• **Directions for this task**: What is needed is every line of the material that contains "apply".

BEGIN Records for this task

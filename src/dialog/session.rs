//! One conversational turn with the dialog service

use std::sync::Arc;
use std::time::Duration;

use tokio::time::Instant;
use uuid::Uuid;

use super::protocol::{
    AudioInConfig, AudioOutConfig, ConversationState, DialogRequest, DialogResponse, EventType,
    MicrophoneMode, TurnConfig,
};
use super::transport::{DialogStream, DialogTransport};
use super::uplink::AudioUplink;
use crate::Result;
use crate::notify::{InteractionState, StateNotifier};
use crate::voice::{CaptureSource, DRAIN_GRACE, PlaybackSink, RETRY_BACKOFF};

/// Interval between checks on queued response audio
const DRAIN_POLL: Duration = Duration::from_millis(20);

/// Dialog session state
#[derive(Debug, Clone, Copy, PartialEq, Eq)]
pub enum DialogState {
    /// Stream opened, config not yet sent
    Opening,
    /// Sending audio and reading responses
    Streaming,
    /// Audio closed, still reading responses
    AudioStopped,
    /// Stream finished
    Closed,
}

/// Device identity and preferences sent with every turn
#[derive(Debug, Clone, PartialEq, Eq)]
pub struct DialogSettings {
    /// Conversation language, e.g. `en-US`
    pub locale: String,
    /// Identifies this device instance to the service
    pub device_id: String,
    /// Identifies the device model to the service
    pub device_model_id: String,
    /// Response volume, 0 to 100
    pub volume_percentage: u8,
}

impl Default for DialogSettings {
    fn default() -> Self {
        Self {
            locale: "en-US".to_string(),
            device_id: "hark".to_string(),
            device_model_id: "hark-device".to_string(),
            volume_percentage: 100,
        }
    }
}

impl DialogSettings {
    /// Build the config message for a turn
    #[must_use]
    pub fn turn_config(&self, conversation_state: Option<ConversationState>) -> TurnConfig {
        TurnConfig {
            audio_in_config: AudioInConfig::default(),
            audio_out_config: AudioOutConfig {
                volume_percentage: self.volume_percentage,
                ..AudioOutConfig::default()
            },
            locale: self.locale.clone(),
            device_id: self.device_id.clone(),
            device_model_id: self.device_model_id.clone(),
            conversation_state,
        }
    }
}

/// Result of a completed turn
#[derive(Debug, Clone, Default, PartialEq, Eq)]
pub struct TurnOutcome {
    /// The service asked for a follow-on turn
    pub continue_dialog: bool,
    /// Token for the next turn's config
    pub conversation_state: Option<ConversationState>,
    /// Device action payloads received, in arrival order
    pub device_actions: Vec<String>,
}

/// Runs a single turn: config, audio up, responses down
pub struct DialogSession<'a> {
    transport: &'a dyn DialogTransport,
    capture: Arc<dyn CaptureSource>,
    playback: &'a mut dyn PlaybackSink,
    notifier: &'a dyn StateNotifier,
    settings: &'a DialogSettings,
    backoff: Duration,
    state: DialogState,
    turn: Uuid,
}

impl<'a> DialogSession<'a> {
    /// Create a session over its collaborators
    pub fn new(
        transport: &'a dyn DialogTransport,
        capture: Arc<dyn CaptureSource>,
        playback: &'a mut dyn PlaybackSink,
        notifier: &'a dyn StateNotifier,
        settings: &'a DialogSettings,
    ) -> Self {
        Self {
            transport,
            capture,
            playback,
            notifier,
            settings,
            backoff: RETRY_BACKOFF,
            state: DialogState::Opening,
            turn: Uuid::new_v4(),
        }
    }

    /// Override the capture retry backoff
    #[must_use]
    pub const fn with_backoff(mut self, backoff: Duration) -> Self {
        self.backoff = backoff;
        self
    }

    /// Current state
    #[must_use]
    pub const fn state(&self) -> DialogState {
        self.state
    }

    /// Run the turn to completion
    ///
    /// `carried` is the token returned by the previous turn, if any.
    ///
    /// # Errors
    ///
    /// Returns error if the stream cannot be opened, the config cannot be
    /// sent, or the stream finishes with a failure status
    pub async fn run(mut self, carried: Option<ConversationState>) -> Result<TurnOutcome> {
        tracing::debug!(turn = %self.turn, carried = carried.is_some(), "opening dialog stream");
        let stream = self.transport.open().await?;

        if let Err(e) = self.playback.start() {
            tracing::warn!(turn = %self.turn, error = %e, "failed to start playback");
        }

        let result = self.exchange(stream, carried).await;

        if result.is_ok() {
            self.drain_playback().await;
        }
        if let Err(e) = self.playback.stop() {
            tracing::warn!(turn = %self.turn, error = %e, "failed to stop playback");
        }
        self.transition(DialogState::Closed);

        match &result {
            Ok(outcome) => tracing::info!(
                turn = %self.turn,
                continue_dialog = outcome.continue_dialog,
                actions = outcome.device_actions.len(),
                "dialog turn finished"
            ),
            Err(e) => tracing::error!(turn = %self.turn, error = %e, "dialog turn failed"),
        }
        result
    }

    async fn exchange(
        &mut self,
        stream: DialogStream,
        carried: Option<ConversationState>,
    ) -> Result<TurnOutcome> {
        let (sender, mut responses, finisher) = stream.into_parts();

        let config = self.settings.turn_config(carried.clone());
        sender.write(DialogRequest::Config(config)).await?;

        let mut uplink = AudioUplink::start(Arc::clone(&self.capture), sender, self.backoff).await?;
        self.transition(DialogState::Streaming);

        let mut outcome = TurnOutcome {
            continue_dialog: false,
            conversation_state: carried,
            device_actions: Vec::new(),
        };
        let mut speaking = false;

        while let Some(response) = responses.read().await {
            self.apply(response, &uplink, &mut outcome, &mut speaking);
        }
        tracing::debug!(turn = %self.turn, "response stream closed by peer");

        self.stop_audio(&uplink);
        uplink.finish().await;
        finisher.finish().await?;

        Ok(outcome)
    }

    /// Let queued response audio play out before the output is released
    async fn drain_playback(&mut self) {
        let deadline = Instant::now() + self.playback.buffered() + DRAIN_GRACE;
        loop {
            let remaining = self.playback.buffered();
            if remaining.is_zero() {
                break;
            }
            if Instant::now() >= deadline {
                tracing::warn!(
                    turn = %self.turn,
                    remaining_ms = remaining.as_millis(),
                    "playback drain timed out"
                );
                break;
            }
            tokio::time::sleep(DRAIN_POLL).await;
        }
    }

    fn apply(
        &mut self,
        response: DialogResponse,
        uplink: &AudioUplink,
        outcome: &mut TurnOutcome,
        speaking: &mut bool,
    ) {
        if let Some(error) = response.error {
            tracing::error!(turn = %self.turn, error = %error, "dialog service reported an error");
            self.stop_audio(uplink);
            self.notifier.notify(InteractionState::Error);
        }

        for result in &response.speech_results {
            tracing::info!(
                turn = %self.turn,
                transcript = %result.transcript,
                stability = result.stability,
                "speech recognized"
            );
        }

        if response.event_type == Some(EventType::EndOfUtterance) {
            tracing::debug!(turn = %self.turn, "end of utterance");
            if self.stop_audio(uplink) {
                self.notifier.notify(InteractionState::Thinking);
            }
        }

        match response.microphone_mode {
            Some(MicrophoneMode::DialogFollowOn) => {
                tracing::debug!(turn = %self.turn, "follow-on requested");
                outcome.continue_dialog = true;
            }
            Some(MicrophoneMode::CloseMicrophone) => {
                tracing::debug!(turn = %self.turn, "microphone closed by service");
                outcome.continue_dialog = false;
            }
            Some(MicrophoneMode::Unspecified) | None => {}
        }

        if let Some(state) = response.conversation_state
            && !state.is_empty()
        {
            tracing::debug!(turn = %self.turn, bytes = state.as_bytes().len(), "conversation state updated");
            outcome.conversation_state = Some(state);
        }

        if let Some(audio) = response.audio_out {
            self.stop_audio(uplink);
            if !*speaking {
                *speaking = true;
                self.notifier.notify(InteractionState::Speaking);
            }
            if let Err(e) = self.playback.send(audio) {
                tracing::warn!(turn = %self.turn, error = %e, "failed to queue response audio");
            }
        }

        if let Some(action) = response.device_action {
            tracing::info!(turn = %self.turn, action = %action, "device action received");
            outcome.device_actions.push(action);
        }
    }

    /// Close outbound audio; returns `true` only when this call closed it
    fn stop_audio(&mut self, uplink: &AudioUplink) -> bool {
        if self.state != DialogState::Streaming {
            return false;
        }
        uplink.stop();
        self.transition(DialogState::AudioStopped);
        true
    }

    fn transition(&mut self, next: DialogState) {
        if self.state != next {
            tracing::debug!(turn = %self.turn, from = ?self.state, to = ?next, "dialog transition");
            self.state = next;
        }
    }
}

END Records for this task

• **Result**:
            self.apply(response, &uplink, &mut outcome, &mut speaking);
    fn apply(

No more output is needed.